For parents such as Barbara Story, whose 17-year-old son, David, was on the bus, the minutes spent waiting for news about the crash at Mt. Wesley United Methodist Church were excruciating.
"It was very chaotic, very scary. I really wanted my son to get here to make sure he was OK," Story said.
When the two were reunited, "It was a very intense emotional moment," she said.
ASSIST FROM GREENE CO.
Greene County-Greeneville Emergency Medical Services assisted Washington County EMS personnel, who were stretched thin by the bus crash.
"We were called in on a mutual aid," local EMS Director Robert Sayne said.
One local EMS ambulance was stationed in Jonesborough to answer other medical calls, while another was on standby if needed, Sayne said.
Washington County school officials said classes were held today at David Crockett High School.
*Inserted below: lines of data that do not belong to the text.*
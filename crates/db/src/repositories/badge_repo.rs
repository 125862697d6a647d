//! Repository for the `badges` and `user_badges` tables.

use sqlx::PgPool;

use fittogether_core::types::DbId;

use crate::models::badge::{Badge, CreateBadge};

/// Column list shared across queries to avoid repetition.
const COLUMNS: &str = "id, name, description, created_at";

/// Provides CRUD operations for badges and the user-badge link table.
pub struct BadgeRepo;

impl BadgeRepo {
    /// Insert a new badge, returning the created row. Names are unique.
    pub async fn create(pool: &PgPool, input: &CreateBadge) -> Result<Badge, sqlx::Error> {
        let query =
            format!("INSERT INTO badges (name, description) VALUES ($1, $2) RETURNING {COLUMNS}");
        sqlx::query_as::<_, Badge>(&query)
            .bind(&input.name)
            .bind(&input.description)
            .fetch_one(pool)
            .await
    }

    /// Find a badge by its internal ID.
    pub async fn find_by_id(pool: &PgPool, id: DbId) -> Result<Option<Badge>, sqlx::Error> {
        let query = format!("SELECT {COLUMNS} FROM badges WHERE id = $1");
        sqlx::query_as::<_, Badge>(&query)
            .bind(id)
            .fetch_optional(pool)
            .await
    }

    /// List all badges ordered by name.
    pub async fn list(pool: &PgPool) -> Result<Vec<Badge>, sqlx::Error> {
        let query = format!("SELECT {COLUMNS} FROM badges ORDER BY name");
        sqlx::query_as::<_, Badge>(&query).fetch_all(pool).await
    }

    /// Delete a badge by ID. Awards cascade. Returns `true` if a row was
    /// removed.
    pub async fn delete(pool: &PgPool, id: DbId) -> Result<bool, sqlx::Error> {
        let result = sqlx::query("DELETE FROM badges WHERE id = $1")
            .bind(id)
            .execute(pool)
            .await?;
        Ok(result.rows_affected() > 0)
    }

    /// List the badges awarded to a user, most recent award first.
    pub async fn list_for_user(pool: &PgPool, user_id: DbId) -> Result<Vec<Badge>, sqlx::Error> {
        sqlx::query_as::<_, Badge>(
            "SELECT b.id, b.name, b.description, b.created_at
             FROM badges b
             JOIN user_badges ub ON ub.badge_id = b.id
             WHERE ub.user_id = $1
             ORDER BY ub.awarded_at DESC",
        )
        .bind(user_id)
        .fetch_all(pool)
        .await
    }

    /// Award a badge to a user. A duplicate award fails on the unique
    /// constraint.
    pub async fn award(pool: &PgPool, user_id: DbId, badge_id: DbId) -> Result<(), sqlx::Error> {
        sqlx::query("INSERT INTO user_badges (user_id, badge_id) VALUES ($1, $2)")
            .bind(user_id)
            .bind(badge_id)
            .execute(pool)
            .await?;
        Ok(())
    }

    /// Revoke a badge from a user. Returns `true` if an award was removed.
    pub async fn revoke(pool: &PgPool, user_id: DbId, badge_id: DbId) -> Result<bool, sqlx::Error> {
        let result = sqlx::query("DELETE FROM user_badges WHERE user_id = $1 AND badge_id = $2")
            .bind(user_id)
            .bind(badge_id)
            .execute(pool)
            .await?;
        Ok(result.rows_affected() > 0)
    }
}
Counseling was available for students.
Meanwhile, THP continues its investigation into the crash.
Investigation protocol requires a driver to submit to a blood test following a school bus crash, and the school district is looking at any safety issues that may be a factor, district spokeswoman Susan Kiernan said.
The district is keeping parents updated on the district website, http://www.wcde.org
Herrell, for one, hopes the investigation provides some answers.
"They were very brave kids," Herrell said. "Even if some of those kids might say they weren't hurt, they will feel it tomorrow."